Author: ten sleep
Why do you need to go online without lossless offline? What problems can lossless online solve?
This article will answer these questions one by one.
The non-destructive online function has to be said to be a function polished by a customer
We will start with the process of troubleshooting and resolving a release issue.
background
A large number of 5xx timeout exceptions occurred during the release process of an application center service in Alibaba Cloud.

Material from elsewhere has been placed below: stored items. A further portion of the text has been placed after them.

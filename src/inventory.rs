//! Inventory stock records and derived stock status

use crate::utils;
use crate::vocab::Category;

/// Stock level bands derived from quantity, never stored.
#[derive(Debug, Clone, Copy, PartialEq, Eq, serde::Serialize)]
pub enum StockStatus {
    OutOfStock,
    LowStock,
    InStock,
}

/// `status` is a pure function of `quantity`.
pub fn derive_status(quantity: u32) -> StockStatus {
    match quantity {
        0 => StockStatus::OutOfStock,
        1..=10 => StockStatus::LowStock,
        _ => StockStatus::InStock,
    }
}

/// The stock ledger for one purchasable unit. `(category, item_type, size)`
/// uniquely identifies a record; the storage key is built from exactly that
/// triple. Created and deleted only by the administrative stock API; the
/// engine mutates `quantity` alone.
#[derive(minicbor::Encode, minicbor::Decode, Debug, Clone, PartialEq)]
pub struct InventoryRecord {
    #[n(0)]
    pub id: String, // uuid7, bech32-encoded with the inv_ hrp
    #[n(1)]
    pub category: Category,
    #[n(2)]
    pub item_type: String, // canonical
    #[n(3)]
    pub size: Option<String>,
    #[n(4)]
    pub quantity: u32,
    #[n(5)]
    pub price: Option<u64>, // sen; only meaningful for the Shirt category
    #[n(6)]
    pub image: Option<String>, // shared media, keyed by (category, type)
    #[n(7)]
    pub size_chart: Option<String>,
}

impl InventoryRecord {
    pub fn new(
        category: Category,
        item_type: impl Into<String>,
        size: Option<&str>,
        quantity: u32,
    ) -> anyhow::Result<Self> {
        Ok(Self {
            id: utils::new_uuid_to_bech32("inv_")?,
            category,
            item_type: item_type.into(),
            size: size.map(|s| s.trim().to_string()).filter(|s| !s.is_empty()),
            quantity,
            price: None,
            image: None,
            size_chart: None,
        })
    }

    pub fn with_price(mut self, price: u64) -> Self {
        self.price = Some(price);
        self
    }

    pub fn status(&self) -> StockStatus {
        derive_status(self.quantity)
    }
}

Initially suspected that it was a lossless offline problem, so quickly connected to the lossless offline function provided by MSE. However, after connecting to the lossless offline function and continuing to publish, there are still a large number of timeout errors in the publishing process of the application. According to the feedback from the business classmates, about 5 seconds after the application starts, there will be a large number of timeout requests.
Lossless offline function does not take effect?
So I pulled the relevant classmates to start the investigation. The calling situation of the application is as follows: gateway -> A -> C .
The published application is a C application, and a large number of timeout errors occur during the publishing process. We sorted out the following clues through the relevant logs and the startup of the application:
[Server Perspective]: Find a machine with C application xxx.xxx.xxx.60 to observe
The first stage: xxx.xxx.xxx.60 (C application) offline stage
- 20:27:51 Start restart, execute restart script
<!---->
- At the same time, it is observed that the sendReadOnlyEvent action is executed, indicating that the server sends a read-only event, and the client will no longer request the server.
- After sendReadOnlyEvent, start to execute the logout service action one after another
<!---->
- 20:27:54 Log out all provider seivce done
- 20:28:15 App receives kill -15 signal
The second stage: xxx.xxx.xxx.60 (C application) online stage
- 20:28:34 Server restarts
- 20:29:19 Observed in Dubbo registry console that xxx.xxx.xxx.60 has been registered
- 20:29:19,257 saw start NettyServer in log
[Client Perspective]: Find a machine XXX.XXX.XXX.142 with A application to observe
- 20:27:51 received readOnly event, the read-only event sent by the server is received. At this time, the client will not request to the XXX.XXX.XXX.60 machine
- 20:27:56 close [xxx.xxx.xxx.142:0 -> /XXX.XXX.XXX.60:20880] , close the channel connection
Business log error message
At the same time, search the logs related to the error report of the machine XXX.XXX.XXX.60 of the C application, a total of 237 logs
The earliest time: 2020-07-30 20:29:26,524
The latest time: 2020-07-30 20:29:59,788
in conclusion
Observing these signs can lead to preliminary conclusions:
- The lossless offline process is as expected, and no errors were reported during the offline process
- During the error reporting period, after the server application is successfully started and the registration is successful, it is consistent with the phenomenon observed by the business side
At this time, it is suspected that it is a problem during the online period, and at the same time, the related logs of the server are checked. During the error reporting period, the server thread is full:
The problem is located in the process of going online and has nothing to do with the lossless offline.
Lossless online practice
Our ideas for helping users solve problems: help users discover the essence of the problem, find the generality of the problem, solve the problem, and productize the ability to solve general problems.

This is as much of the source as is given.